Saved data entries

┌──

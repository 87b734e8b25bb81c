use chrono::{DateTime, Duration, Utc};
use dioxus_logger::tracing;

use crate::{
    data::session::{InMemorySessionStore, SessionStore},
    model::session::{MemberKey, StayDuration},
};

/// Tracks when each member last joined voice and measures their stay on leave.
pub struct SessionTracker<S = InMemorySessionStore> {
    store: S,
}

impl<S: SessionStore> SessionTracker<S> {
    pub fn new(store: S) -> Self {
        Self { store }
    }

    /// Records a join, replacing any timestamp already held for the member.
    ///
    /// A second join without an intervening leave restarts the timer.
    pub fn record_join(&self, key: MemberKey, joined_at: DateTime<Utc>) {
        if let Some(previous) = self.store.insert(key, joined_at) {
            tracing::debug!(
                "Replaced join time {} for user {} in guild {}",
                previous,
                key.user_id,
                key.guild_id
            );
        }
    }

    /// Consumes the member's join record and returns how long they stayed.
    ///
    /// # Arguments
    /// - `key` - Member leaving voice
    /// - `left_at` - Time of the leave
    ///
    /// # Returns
    /// - `StayDuration::Known` - Elapsed time since the recorded join, clamped at zero
    /// - `StayDuration::Unknown` - No join was recorded for this member
    pub fn consume_leave(&self, key: MemberKey, left_at: DateTime<Utc>) -> StayDuration {
        match self.store.remove(&key) {
            Some(joined_at) => StayDuration::Known((left_at - joined_at).max(Duration::zero())),
            None => StayDuration::Unknown,
        }
    }

    #[cfg(test)]
    pub fn joined_at(&self, key: &MemberKey) -> Option<DateTime<Utc>> {
        self.store.get(key)
    }

    #[cfg(test)]
    pub fn store(&self) -> &S {
        &self.store
    }
}

impl Default for SessionTracker<InMemorySessionStore> {
    fn default() -> Self {
        Self::new(InMemorySessionStore::new())
    }
}
use std::num::ParseIntError;
use thiserror::Error;

#[derive(Error, Debug)]
pub enum ConfigError {
    /// Required environment variable is not set.
    ///
    /// The bot requires this environment variable to be defined. Check the `.env`
    /// file or the process environment.
    #[error("Missing required environment variable: {0}")]
    MissingEnvVar(String),

    /// Environment variable is set but cannot be parsed.
    #[error("Invalid value '{value}' for environment variable {name}: {source}")]
    InvalidEnvVar {
        /// Name of the offending variable
        name: String,
        /// The raw value that failed to parse
        value: String,
        /// The underlying parse error
        #[source]
        source: ParseIntError,
    },
}
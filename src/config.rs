use crate::error::{config::ConfigError, AppError};

const DEFAULT_LOG_CATEGORY_NAME: &str = "VCログ";

pub struct Config {
    pub discord_bot_token: String,

    /// The only guild whose voice activity is logged.
    pub guild_id: u64,

    /// Name of the category that groups the per-member log channels.
    pub log_category_name: String,
}

impl Config {
    pub fn from_env() -> Result<Self, AppError> {
        Self::from_lookup(|name| std::env::var(name).ok())
    }

    /// Builds the configuration from an arbitrary variable lookup.
    ///
    /// `from_env` delegates here with `std::env::var`; tests pass a closure over a map.
    ///
    /// # Arguments
    /// - `lookup` - Returns the value of the named variable, if set
    ///
    /// # Returns
    /// - `Ok(Config)` - All required variables present and well-formed
    /// - `Err(AppError::ConfigErr)` - A required variable is missing or malformed
    pub fn from_lookup<F>(lookup: F) -> Result<Self, AppError>
    where
        F: Fn(&str) -> Option<String>,
    {
        let require = |name: &str| {
            lookup(name).ok_or_else(|| ConfigError::MissingEnvVar(name.to_string()))
        };

        let guild_id_raw = require("DISCORD_GUILD_ID")?;
        let guild_id = guild_id_raw
            .trim()
            .parse::<u64>()
            .map_err(|source| ConfigError::InvalidEnvVar {
                name: "DISCORD_GUILD_ID".to_string(),
                value: guild_id_raw.clone(),
                source,
            })?;

        Ok(Self {
            discord_bot_token: require("DISCORD_BOT_TOKEN")?,
            guild_id,
            log_category_name: lookup("VC_LOG_CATEGORY_NAME")
                .filter(|name| !name.trim().is_empty())
                .unwrap_or_else(|| DEFAULT_LOG_CATEGORY_NAME.to_string()),
        })
    }
}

└──

- _What to produce_:
Write out the data once more, word for word.

- _Answer space_:
repository 87b734e8b25bb81c
use chrono::{DateTime, Duration, Utc};
use dioxus_logger::tracing;

use crate::{
    data::session::{InMemorySessionStore, SessionStore},
    model::session::{MemberKey, StayDuration},
};

/// Tracks when each member last joined voice and measures their stay on leave.
pub struct SessionTracker<S = InMemorySessionStore> {
    store: S,
}

impl<S: SessionStore> SessionTracker<S> {
    pub fn new(store: S) -> Self {
        Self { store }
    }

    /// Records a join, replacing any timestamp already held for the member.
    ///
    /// A second join without an intervening leave restarts the timer.
    pub fn record_join(&self, key: MemberKey, joined_at: DateTime<Utc>) {
        if let Some(previous) = self.store.insert(key, joined_at) {
            tracing::debug!(
                "Replaced join time {} for user {} in guild {}",
                previous,
                key.user_id,
                key.guild_id
            );
        }
    }

    /// Consumes the member's join record and returns how long they stayed.
    ///
    /// # Arguments
    /// - `key` - Member leaving voice
    /// - `left_at` - Time of the leave
    ///
    /// # Returns
    /// - `StayDuration::Known` - Elapsed time since the recorded join, clamped at zero
    /// - `StayDuration::Unknown` - No join was recorded for this member
    pub fn consume_leave(&self, key: MemberKey, left_at: DateTime<Utc>) -> StayDuration {
        match self.store.remove(&key) {
            Some(joined_at) => StayDuration::Known((left_at - joined_at).max(Duration::zero())),
            None => StayDuration::Unknown,
        }
    }

    #[cfg(test)]
    pub fn joined_at(&self, key: &MemberKey) -> Option<DateTime<Utc>> {
        self.store.get(key)
    }

    #[cfg(test)]
    pub fn store(&self) -> &S {
        &self.store
    }
}

impl Default for SessionTracker<InMemorySessionStore> {
    fn default() -> Self {
        Self::new(InMemorySessionStore::new())
    }
}
use std::num::ParseIntError;
use thiserror::Error;

#[derive(Error, Debug)]
pub enum ConfigError {
    /// Required environment variable is not set.
    ///
    /// The bot requires this environment variable to be defined. Check the `.env`
    /// file or the process environment.
    #[error("Missing required environment variable: {0}")]
    MissingEnvVar(String),

    /// Environment variable is set but cannot be parsed.
    #[error("Invalid value '{value}' for environment variable {name}: {source}")]
    InvalidEnvVar {
        /// Name of the offending variable
        name: String,
        /// The raw value that failed to parse
        value: String,
        /// The underlying parse error
        #[source]
        source: ParseIntError,
    },
}
filename src/config.rs
use crate::error::{config::ConfigError, AppError};

const DEFAULT_LOG_CATEGORY_NAME: &str = "VCログ";

pub struct Config {
    pub discord_bot_token: String,

    /// The only guild whose voice activity is logged.
    pub guild_id: u64,

    /// Name of the category that groups the per-member log channels.
    pub log_category_name: String,
}

impl Config {
    pub fn from_env() -> Result<Self, AppError> {
        Self::from_lookup(|name| std::env::var(name).ok())
    }

    /// Builds the configuration from an arbitrary variable lookup.
    ///
    /// `from_env` delegates here with `std::env::var`; tests pass a closure over a map.
    ///
    /// # Arguments
    /// - `lookup` - Returns the value of the named variable, if set
    ///
    /// # Returns
    /// - `Ok(Config)` - All required variables present and well-formed
    /// - `Err(AppError::ConfigErr)` - A required variable is missing or malformed
    pub fn from_lookup<F>(lookup: F) -> Result<Self, AppError>
    where
        F: Fn(&str) -> Option<String>,
    {
        let require = |name: &str| {
            lookup(name).ok_or_else(|| ConfigError::MissingEnvVar(name.to_string()))
        };

        let guild_id_raw = require("DISCORD_GUILD_ID")?;
        let guild_id = guild_id_raw
            .trim()
            .parse::<u64>()
            .map_err(|source| ConfigError::InvalidEnvVar {
                name: "DISCORD_GUILD_ID".to_string(),
                value: guild_id_raw.clone(),
                source,
            })?;

        Ok(Self {
            discord_bot_token: require("DISCORD_BOT_TOKEN")?,
            guild_id,
            log_category_name: lookup("VC_LOG_CATEGORY_NAME")
                .filter(|name| !name.trim().is_empty())
                .unwrap_or_else(|| DEFAULT_LOG_CATEGORY_NAME.to_string()),
        })
    }
}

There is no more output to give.